Can you click my ads?
Seriously, you guys are still playing around over on Blog Catalog???
Jaffer- Oh, that's good, because I was concerned you were giving me a Latin test, and I only took French.
Luchi- Hey, you, stop spraying that graffiti on my blog. Give me the paint can. :)
Beer Drinker- Yupper. On and off. It's sort of picked up again recently.
Oh, Jenn. Are you still upset about my comment about not liking cabbages? Really, it WASN'T personal. I just prefer lettuce.
Sheesh.
Excuse me, I'm new here, but I take offense at your derogatory remarks about Winnie the Pooh. Winnie the Pooh may be some dumb avatar for some people, but to a whole generation of Americans, he's a cuddly little cub all stuffed with fluff, and we take offense at any slip-shod remarks that he might be anything less. To disparage his name is to also disparage Christopher Robins, the 100 Acre Woods, and Tigger. And woe unto those who use the name of Tigger in vain!
Other than that, great post!
Well of course "the color puce" will inspire outrage and rants. It's a silly color.
Or is that "It's a silly colour"?
Either way it's just plain silly.
And any one that doesn't think so is a sock puppet of BigPuce, and astroturfing.
I'm terribly disappointed that, for the most part, my posts have failed to incite rage among my readers, casual or not. Should I start writing about lint?
Now I'm annoyed!
I just KNOW I left a comment here, but I come back to see a response and what do I find? Nothing! Where did my comment go? Did you trash it with other internet rubbish?
Then maybe I only THOUGHT I left a comment. *leaves confused*
Reforming Geek- You Lettucist! How could I ever forgive such anti-cabbage rhetoric?!
Tracy- Well! Fine! But if a bear consistently gets himself stuck in a tree to a honey overeating disorder, then I say he gets what he deserves. :)
Mike- How do you feel about chartreuse and mauve?
JD- If it's a slow day. :)
Babs- Did you leave a comment about Kim Kardashian? If so, yes, I chucked it. :) But I hadn't seen anything on this post from the mighty Beetle, so methinks you may be suffering from Misremembered Commenting Syndrome.

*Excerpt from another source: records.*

//! Orientation correction for motion vectors.
//!
//! The camera reports motion in its own frame. Depending on how the camera
//! is mounted (some tablets have a rotating camera that mirrors the image)
//! and how the device is physically rotated, that vector has to be flipped
//! and rotated so that moving the head "up" always moves the pointer up on
//! the screen.

use serde::{Deserialize, Serialize};

/// Mirror applied by the camera mount
#[derive(Debug, Clone, Copy, PartialEq, Eq, Default, Serialize, Deserialize)]
#[serde(rename_all = "snake_case")]
pub enum FlipDirection {
    /// No mirroring
    #[default]
    None,
    /// Mirror around the vertical axis (negates x)
    Horizontal,
    /// Mirror around the horizontal axis (negates y)
    Vertical,
}

impl FlipDirection {
    /// Apply the flip to a vector. Flips are self-inverse.
    #[must_use]
    pub fn apply(self, dx: f32, dy: f32) -> (f32, f32) {
        match self {
            Self::None => (dx, dy),
            Self::Horizontal => (-dx, dy),
            Self::Vertical => (dx, -dy),
        }
    }
}

/// Physical rotation of the device, restricted to quarter turns
#[derive(Debug, Clone, Copy, PartialEq, Eq, Default, Serialize, Deserialize)]
#[serde(try_from = "u32", into = "u32")]
pub enum DeviceRotation {
    /// Natural orientation
    #[default]
    Deg0,
    /// Quarter turn
    Deg90,
    /// Upside down
    Deg180,
    /// Three quarter turn
    Deg270,
}

impl DeviceRotation {
    /// Rotation in degrees
    #[must_use]
    pub const fn degrees(self) -> u32 {
        match self {
            Self::Deg0 => 0,
            Self::Deg90 => 90,
            Self::Deg180 => 180,
            Self::Deg270 => 270,
        }
    }

    /// Rotation that undoes this one, i.e. `-r mod 360`
    #[must_use]
    pub const fn inverse(self) -> Self {
        match self {
            Self::Deg0 => Self::Deg0,
            Self::Deg90 => Self::Deg270,
            Self::Deg180 => Self::Deg180,
            Self::Deg270 => Self::Deg90,
        }
    }
}

impl TryFrom<u32> for DeviceRotation {
    type Error = String;

    fn try_from(value: u32) -> Result<Self, Self::Error> {
        match value {
            0 => Ok(Self::Deg0),
            90 => Ok(Self::Deg90),
            180 => Ok(Self::Deg180),
            270 => Ok(Self::Deg270),
            other => Err(format!("rotation must be 0, 90, 180 or 270 degrees, got {other}")),
        }
    }
}

impl From<DeviceRotation> for u32 {
    fn from(rotation: DeviceRotation) -> Self {
        rotation.degrees()
    }
}

/// Map a camera-space motion vector to screen space.
///
/// The flip is applied first, then the vector is rotated by the device
/// rotation in screen coordinates (y pointing down), which compensates the
/// physical rotation clockwise. Quarter turns are computed exactly by
/// swapping components so no rounding noise leaks into the pointer.
#[must_use]
pub fn correct(dx: f32, dy: f32, flip: FlipDirection, rotation: DeviceRotation) -> (f32, f32) {
    let (x, y) = flip.apply(dx, dy);
    match rotation {
        DeviceRotation::Deg0 => (x, y),
        DeviceRotation::Deg90 => (-y, x),
        DeviceRotation::Deg180 => (-x, -y),
        DeviceRotation::Deg270 => (y, -x),
    }
}

/// Orientation settings for a capture session
#[derive(Debug, Clone, Copy, PartialEq, Eq, Default)]
pub struct OrientationCorrector {
    flip: FlipDirection,
    rotation: DeviceRotation,
}

impl OrientationCorrector {
    /// Create a corrector for a given mount flip and device rotation
    #[must_use]
    pub const fn new(flip: FlipDirection, rotation: DeviceRotation) -> Self {
        Self { flip, rotation }
    }

    /// Correct a motion vector
    #[must_use]
    pub fn correct(&self, dx: f32, dy: f32) -> (f32, f32) {
        correct(dx, dy, self.flip, self.rotation)
    }

    /// Update the device rotation, e.g. after an orientation sensor event
    pub fn set_rotation(&mut self, rotation: DeviceRotation) {
        self.rotation = rotation;
    }

    /// Current device rotation
    #[must_use]
    pub const fn rotation(&self) -> DeviceRotation {
        self.rotation
    }

    /// Camera mount flip
    #[must_use]
    pub const fn flip(&self) -> FlipDirection {
        self.flip
    }
}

This is hi-larious. My favorite line: "There's nothing that makes people on the internet more angry than someone who has ideas, or opinions, or types stuff."
What a great blog.
Black and white cats, tabby cats!!!!!!!! What kind of blog are you running here??????? Why are you leaving out gray cats?????? Everyone who has any brain at all knows gray cats are smarter and prettier than any other cat!!!!!
Seriously, GREAT post! And notice the excessive use of punctuation. I found out one day that is an excellent way to annoy some people.
How do you feel about chartreuse and mauve
Those are very silly colors.
Green, purple, not silly
Chartreuse, mauve, silly
Any one that thinks other wise is in the back pockets of the Dye Makers of America PAC, and we know that that means.
This article is most informative and inflammatory. I look forward to reading more of your blog.